Dans le cadre d'une autre affaire, Hawag Idir, Makrani Nasser, Raid Abdel Nour et Mahmoud Yahou ont été déférés devant un tribunal de la ville d'Al Arbaa Nath Irathen, dans le département de Tizi-Ouzou, le 26 septembre 2010. Le procès a été renvoyé au 10 octobre 2010. Les quatre hommes doivent répondre de « pratique de rites religieux sans autorisation » au titre de l'article 13 de l'ordonnance 06-03 de 2006 relative à l'exercice de religions autres que l'Islam. S'ils sont déclarés coupables, ils risquent jusqu'à trois ans d'emprisonnement et des amendes.

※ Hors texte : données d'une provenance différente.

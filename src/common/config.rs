//! Configuration file handling

use serde::Deserialize;
use std::path::Path;
use std::time::Duration;

use super::paths::config_path;
use super::Result;

/// Main configuration structure
#[derive(Debug, Deserialize, Default)]
pub struct Config {
    /// API under test
    #[serde(default)]
    pub target: TargetConfig,

    /// Timeout settings
    #[serde(default)]
    pub timeouts: Timeouts,

    /// Seeded account used by the login and duplicate-signup cases
    #[serde(default)]
    pub accounts: Accounts,
}

/// API under test
#[derive(Debug, Deserialize)]
pub struct TargetConfig {
    /// Base URL every endpoint path is joined onto
    #[serde(default = "default_base_url")]
    pub base_url: String,
}

impl Default for TargetConfig {
    fn default() -> Self {
        Self {
            base_url: default_base_url(),
        }
    }
}

fn default_base_url() -> String {
    "http://localhost:3000/api".to_string()
}

/// Timeout settings in seconds
#[derive(Debug, Deserialize)]
pub struct Timeouts {
    /// Timeout for a single HTTP request; 0 waits indefinitely
    #[serde(default = "default_request")]
    pub request_secs: u64,
}

impl Default for Timeouts {
    fn default() -> Self {
        Self {
            request_secs: default_request(),
        }
    }
}

fn default_request() -> u64 {
    10
}

impl Timeouts {
    /// Request timeout as a duration, `None` when disabled
    pub fn request(&self) -> Option<Duration> {
        (self.request_secs > 0).then(|| Duration::from_secs(self.request_secs))
    }
}

/// Credentials of an account the server seeds on first start
#[derive(Debug, Deserialize, Clone)]
pub struct Accounts {
    #[serde(default = "default_email")]
    pub email: String,

    #[serde(default = "default_password")]
    pub password: String,
}

impl Default for Accounts {
    fn default() -> Self {
        Self {
            email: default_email(),
            password: default_password(),
        }
    }
}

fn default_email() -> String {
    "john@company.com".to_string()
}
fn default_password() -> String {
    "password123".to_string()
}

impl Config {
    /// Load configuration from the default config file
    ///
    /// Returns default configuration if file doesn't exist
    pub fn load() -> Result<Self> {
        if let Some(path) = config_path() {
            if path.exists() {
                return Self::load_from(&path);
            }
        }
        Ok(Self::default())
    }

    /// Load configuration from an explicit path, which must exist
    pub fn load_from(path: &Path) -> Result<Self> {
        let content = std::fs::read_to_string(path).map_err(|e| super::Error::FileRead {
            path: path.display().to_string(),
            error: e.to_string(),
        })?;
        Self::parse(&content)
    }

    /// Parse configuration from TOML text
    pub fn parse(content: &str) -> Result<Self> {
        toml::from_str(content).map_err(|e| super::Error::ConfigParse(e.to_string()))
    }
}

Dans un cas similaire remontant à 2008, 10 hommes ont été inculpés pour « dénigrement du dogme ou des préceptes de l'Islam » et ont été jugés dans le cadre de deux procès distincts en septembre 2008 pour avoir publiquement rompu le jeûne durant le mois du Ramadan. Condamnés à quatre ans d'emprisonnement et à une lourde amende par un tribunal de Biskra, six d'entre eux ont été acquittés à l'issue de la procédure d'appel. Les autres ont été condamnés par un tribunal de Bir Mourad Rais à une peine de trois ans d'emprisonnement assortie d'une amende, ramenée à deux mois d'emprisonnement avec sursis au terme de la procédure d'appel, en novembre 2008.